For Statutory Auditors who requested them, customised induction sessions were organised, and participation in training and development events organised by external bodies was also permitted. ─ ● ─
The Board of Statutory Auditors performs the activities assigned to it by Italian regulations, as well as the duties of the audit Committee pursuant to the United States' regulations, applicable to the Company by virtue of its status as a foreign issuer listed on the New York Stock Exchange. The Board of Statutory Auditors is also assigned the functions of supervisory body pursuant to legislative decree no. 231/2001.
It has access to the necessary information and corporate functions (first and foremost the control functions) for performing its tasks. The control body was not assigned financial resources of a predetermined amount, but the Board of Statutory Auditors was able autonomously to bring in external consultants of its choice.
Despite the absence of specific provisions on this point, it is practice to inform the Board of Directors of any interests that the Statutory Auditors may have in the Company's operations, on their own account or on that of third parties.
During 2015, forty-two meetings were held (fourteen of which jointly with the Control and Risk Committee, which all the Statutory Auditors always have the possibility to attend). The average duration of the meetings was 3 hours and 23 minutes. The average percentage of attendance was 90.95%.

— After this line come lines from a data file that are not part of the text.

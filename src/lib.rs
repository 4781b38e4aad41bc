//! Declarative filter-to-query compiler.
//!
//! Takes a nested, loosely-typed filter structure (field names and values,
//! possibly nested through relations) and compiles it into a [`QueryAst`]
//! that an execution layer can turn into SQL. The pipeline is a pure fold:
//! normalize the params into an ordered clause list, then route each clause
//! to the comparison compiler, a common-filter handler, or the recursive
//! association compiler.
//!
//! ```
//! use filter_dispatcher::{FilterParams, QueryCompiler};
//! use filter_dispatcher::schema::EntityRef;
//! use serde_json::json;
//!
//! fn compile(entity: EntityRef) -> filter_dispatcher::CompileResult<()> {
//!     let params = FilterParams::from_json(&json!({
//!         "title": {"ilike": "release"},
//!         "comments": {"tags": "bug"},
//!         "order_by": {"direction": "desc", "field": "id"},
//!         "limit": 20,
//!     }))?;
//!     let ast = QueryCompiler::new().compile(entity, params)?;
//!     assert_eq!(ast.joins.len(), 1);
//!     Ok(())
//! }
//! ```

pub mod ast;
pub mod common_filters;
pub mod comparison;
pub mod compiler;
pub mod error;
pub mod filter;
pub mod schema;

pub use ast::{ColumnRef, JoinBinding, Operand, Predicate, QueryAst, SortDirection};
pub use common_filters::{CommonFilterSet, FilterContext, FilterHandler};
pub use comparison::{compile_comparison, Operator};
pub use compiler::{CompilerConfig, QueryCompiler};
pub use error::{CompileError, CompileResult};
pub use filter::{normalize, CaseFold, FilterClause, FilterParams, FilterValue, Scalar};
pub use schema::{
    AssociationDescriptor, Cardinality, EntityRef, SchemaDescriptor, SearchHook, TypeTag,
};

Table 3 presents information on the composition of the Board of Statutory Auditors.
For detailed information on the activities performed by the Board of Statutory Auditors refer to the Report to the Shareholders' Meeting prepared pursuant to article 153 of the CLF.
Within the Administration Finance and Control Function, Alex Pierre Bolis is the executive appointed to manage relations with the financial community and with all the shareholders (Investor Relations Manager). The contact information is:
Important information for shareholders and, in general, for current or potential investors (also with bonds) is available at www.telecomitalia.com in the Investors section.
Pursuant to law, the shareholders entitled to attend the Meeting and to vote are those for whom the reference
intermediary sent the Company specific communication certifying such right at the record date (seventh working day prior to the meeting first call).
Furthermore, in Telecom Italia, the ordinary shareholders may also exercise their voting rights by post, and the Board of Directors has the power to permit electronic voting, specifying the arrangements for this in the call notice. For this purpose, it is practice to activate a special platform that can be accessed through the Company website. In order to facilitate the collection of proxies among employee ordinary shareholders of the Company and its subsidiaries who belong to shareholder associations satisfying the requirements established by law, special areas and instruments are made available for communication and performance of the activity. More generally, the Board of Directors shall use its best endeavours to ensure that Shareholders have adequate information about the elements necessary for taking decisions within the competence of the Shareholders' meeting, with full knowledge of the facts.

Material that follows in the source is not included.